[What the exercise asks]: Every line with "serves" in it must be copied from the data.

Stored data
+ + + + + + +

impl ManifestIndex {
    /// Creates a new index file at `path` with schema `version`.
    ///
    /// `version` may be [`SchemaVersion::LATEST`]; the resolved backend's
    /// version is what gets recorded.
    ///
    /// # Errors
    /// - `AlreadyExists` when `path` already exists.
    /// - `UnsupportedVersion` when no backend serves `version`.
    /// - `Storage`/`Io` for SQLite and file system failures. The new file is
    ///   removed again on any failure after it was created.
    pub fn create_new(path: impl AsRef<Path>, version: SchemaVersion) -> IndexResult<Self> {
        let path = path.as_ref();
        info!(
            "event=index_create module=index status=start version={version} path={}",
            path.display()
        );

        if let Err(err) = OpenOptions::new().write(true).create_new(true).open(path) {
            error!(
                "event=index_create module=index status=error error_code=create_file_failed error={err}"
            );
            return Err(if err.kind() == ErrorKind::AlreadyExists {
                IndexError::AlreadyExists(path.to_path_buf())
            } else {
                IndexError::Io(err)
            });
        }

        match db::open_for_create(path).and_then(|conn| Self::initialize(conn, version)) {
            Ok(index) => {
                info!(
                    "event=index_create module=index status=ok version={}",
                    index.version
                );
                Ok(index)
            }
            Err(err) => {
                error!(
                    "event=index_create module=index status=error error_code=initialize_failed error={err}"
                );
                if let Err(remove_err) = std::fs::remove_file(path) {
                    warn!(
                        "event=index_create module=index status=cleanup_failed path={} error={remove_err}",
                        path.display()
                    );
                }
                Err(err)
            }
        }
    }

    /// Opens an existing index file.
    ///
    /// # Errors
    /// - `UnsupportedVersion` when no backend serves the on-disk version.
    /// - `UplevelIndex` when opening `ReadWrite` against a schema newer than
    ///   the backend that serves it.
    /// - `MissingMetadata` when the file is not an index.
    /// - `Storage` for SQLite failures, including lock conflicts.
    pub fn open(path: impl AsRef<Path>, disposition: OpenDisposition) -> IndexResult<Self> {
        let path = path.as_ref();
        info!(
            "event=index_open module=index status=start disposition={disposition} path={}",
            path.display()
        );

        match Self::open_inner(path, disposition) {
            Ok(index) => Ok(index),
            Err(err) => {
                error!(
                    "event=index_open module=index status=error disposition={disposition} error={err}"
                );
                Err(err)
            }
        }
    }

    fn open_inner(path: &Path, disposition: OpenDisposition) -> IndexResult<Self> {
        let conn = match disposition {
            OpenDisposition::Read => db::open_read_only(path)?,
            OpenDisposition::ReadWrite => db::open_read_write(path)?,
            OpenDisposition::Immutable => db::open_immutable(path)?,
        };

        let version = SchemaVersion::read(&conn)?;
        let backend = schema::resolve_for_open(version, disposition)?;

        let last_write = metadata::try_get_named_value::<i64>(&conn, metadata::LAST_WRITE_TIME)?;
        info!(
            "event=index_open module=index status=ok disposition={disposition} version={version} last_write={}",
            last_write.map_or_else(|| "unknown".to_string(), |seconds| seconds.to_string())
        );

        Ok(Self {
            conn,
            version,
            backend,
        })
    }

    fn initialize(mut conn: Connection, requested: SchemaVersion) -> IndexResult<Self> {
        let (version, backend) = schema::resolve_for_create(requested)?;

        let savepoint = conn.savepoint_with_name("manifestindex_createnew")?;
        metadata::create_table(&savepoint)?;
        version.write(&savepoint)?;
        backend.create_tables(&savepoint)?;
        watermark::set_last_write_time(&savepoint)?;
        savepoint.commit()?;

        Ok(Self {
            conn,
            version,
            backend,
        })
    }

    /// Schema version of the open index.
    pub fn version(&self) -> SchemaVersion {
        self.version
    }

    /// Time of the last committed mutation.
    pub fn last_write_time(&self) -> IndexResult<SystemTime> {
        watermark::last_write_time(&self.conn)
    }

    /// Parses the manifest at `manifest_path` and adds it.
    pub fn add_manifest_from_path(
        &mut self,
        manifest_path: impl AsRef<Path>,
        relative_path: impl AsRef<Path>,
    ) -> IndexResult<()> {
        let manifest_path = manifest_path.as_ref();
        info!(
            "event=manifest_add module=index status=parse manifest_path={}",
            manifest_path.display()
        );
        let manifest = Manifest::from_path(manifest_path)?;
        self.add_manifest(&manifest, relative_path)
    }

    /// Adds a manifest stored at `relative_path`.
    ///
    /// # Errors
    /// - `ManifestExists` when the `(id, version, channel)` key is taken.
    /// - Any backend or storage error; nothing is written in that case.
    pub fn add_manifest(
        &mut self,
        manifest: &Manifest,
        relative_path: impl AsRef<Path>,
    ) -> IndexResult<()> {
        let relative_path = relative_path.as_ref();
        info!(
            "event=manifest_add module=index status=start id={} version={} relative_path={}",
            manifest.id,
            manifest.version,
            relative_path.display()
        );

        let result = self.write_scope("manifestindex_addmanifest", |backend, conn| {
            backend.add_manifest(conn, manifest, relative_path)?;
            Ok(true)
        });
        log_mutation("manifest_add", manifest, &result);
        result.map(|_| ())
    }

    /// Parses the manifest at `manifest_path` and updates it.
    pub fn update_manifest_from_path(
        &mut self,
        manifest_path: impl AsRef<Path>,
        relative_path: impl AsRef<Path>,
    ) -> IndexResult<bool> {
        let manifest_path = manifest_path.as_ref();
        info!(
            "event=manifest_update module=index status=parse manifest_path={}",
            manifest_path.display()
        );
        let manifest = Manifest::from_path(manifest_path)?;
        self.update_manifest(&manifest, relative_path)
    }

    /// Updates an existing manifest.
    ///
    /// Returns `false`, without touching the watermark, when no manifest
    /// matches or the stored values already equal `manifest`.
    pub fn update_manifest(
        &mut self,
        manifest: &Manifest,
        relative_path: impl AsRef<Path>,
    ) -> IndexResult<bool> {
        let relative_path = relative_path.as_ref();
        info!(
            "event=manifest_update module=index status=start id={} version={} relative_path={}",
            manifest.id,
            manifest.version,
            relative_path.display()
        );

        let result = self.write_scope("manifestindex_updatemanifest", |backend, conn| {
            backend.update_manifest(conn, manifest, relative_path)
        });
        log_mutation("manifest_update", manifest, &result);
        result
    }

    /// Parses the manifest at `manifest_path` and removes it.
    pub fn remove_manifest_from_path(
        &mut self,
        manifest_path: impl AsRef<Path>,
        relative_path: impl AsRef<Path>,
    ) -> IndexResult<()> {
        let manifest_path = manifest_path.as_ref();
        info!(
            "event=manifest_remove module=index status=parse manifest_path={}",
            manifest_path.display()
        );
        let manifest = Manifest::from_path(manifest_path)?;
        self.remove_manifest(&manifest, relative_path)
    }

    /// Removes a manifest.
    ///
    /// # Errors
    /// - `ManifestNotFound` when no manifest has the same key.
    pub fn remove_manifest(
        &mut self,
        manifest: &Manifest,
        relative_path: impl AsRef<Path>,
    ) -> IndexResult<()> {
        let relative_path = relative_path.as_ref();
        info!(
            "event=manifest_remove module=index status=start id={} version={} relative_path={}",
            manifest.id,
            manifest.version,
            relative_path.display()
        );

        let result = self.write_scope("manifestindex_removemanifest", |backend, conn| {
            backend.remove_manifest(conn, manifest, relative_path)?;
            Ok(true)
        });
        log_mutation("manifest_remove", manifest, &result);
        result.map(|_| ())
    }

    /// Runs the backend's pre-shipping optimization pass.
    ///
    /// Not transactional and does not move the watermark.
    pub fn prepare_for_packaging(&mut self) -> IndexResult<()> {
        info!("event=index_package module=index status=start");
        self.backend.prepare_for_packaging(&self.conn)?;
        info!("event=index_package module=index status=ok");
        Ok(())
    }

    pub fn search(&self, request: &SearchRequest) -> IndexResult<SearchResult> {
        info!("event=index_search module=index status=start request=[{request}]");
        let result = self.backend.search(&self.conn, request)?;
        info!(
            "event=index_search module=index status=ok matches={} truncated={}",
            result.matches.len(),
            result.truncated
        );
        Ok(result)
    }

    pub fn get_id_string_by_id(&self, id: IdType) -> IndexResult<Option<String>> {
        self.backend.get_id_string_by_id(&self.conn, id)
    }

    pub fn get_name_string_by_id(&self, id: IdType) -> IndexResult<Option<String>> {
        self.backend.get_name_string_by_id(&self.conn, id)
    }

    pub fn get_path_string_by_key(
        &self,
        id: IdType,
        version: &str,
        channel: &str,
    ) -> IndexResult<Option<String>> {
        self.backend
            .get_path_string_by_key(&self.conn, id, version, channel)
    }

    pub fn get_versions_by_id(&self, id: IdType) -> IndexResult<Vec<VersionAndChannel>> {
        self.backend.get_versions_by_id(&self.conn, id)
    }

    /// Runs `op` inside a named savepoint.
    ///
    /// When `op` returns `Ok(true)` the watermark is advanced and the
    /// savepoint committed. `Ok(false)` and errors drop the savepoint, which
    /// rolls back anything `op` wrote.
    fn write_scope<F>(&mut self, name: &'static str, op: F) -> IndexResult<bool>
    where
        F: FnOnce(&dyn IndexBackend, &Connection) -> IndexResult<bool>,
    {
        let savepoint = self.conn.savepoint_with_name(name)?;
        if !op(self.backend.as_ref(), &savepoint)? {
            return Ok(false);
        }

        watermark::set_last_write_time(&savepoint)?;
        savepoint.commit()?;
        Ok(true)
    }
}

+ + + + + + +

[Exercise answer]:
    /// - `UnsupportedVersion` when no backend serves `version`.
    /// - `UnsupportedVersion` when no backend serves the on-disk version.
    ///   the backend that serves it.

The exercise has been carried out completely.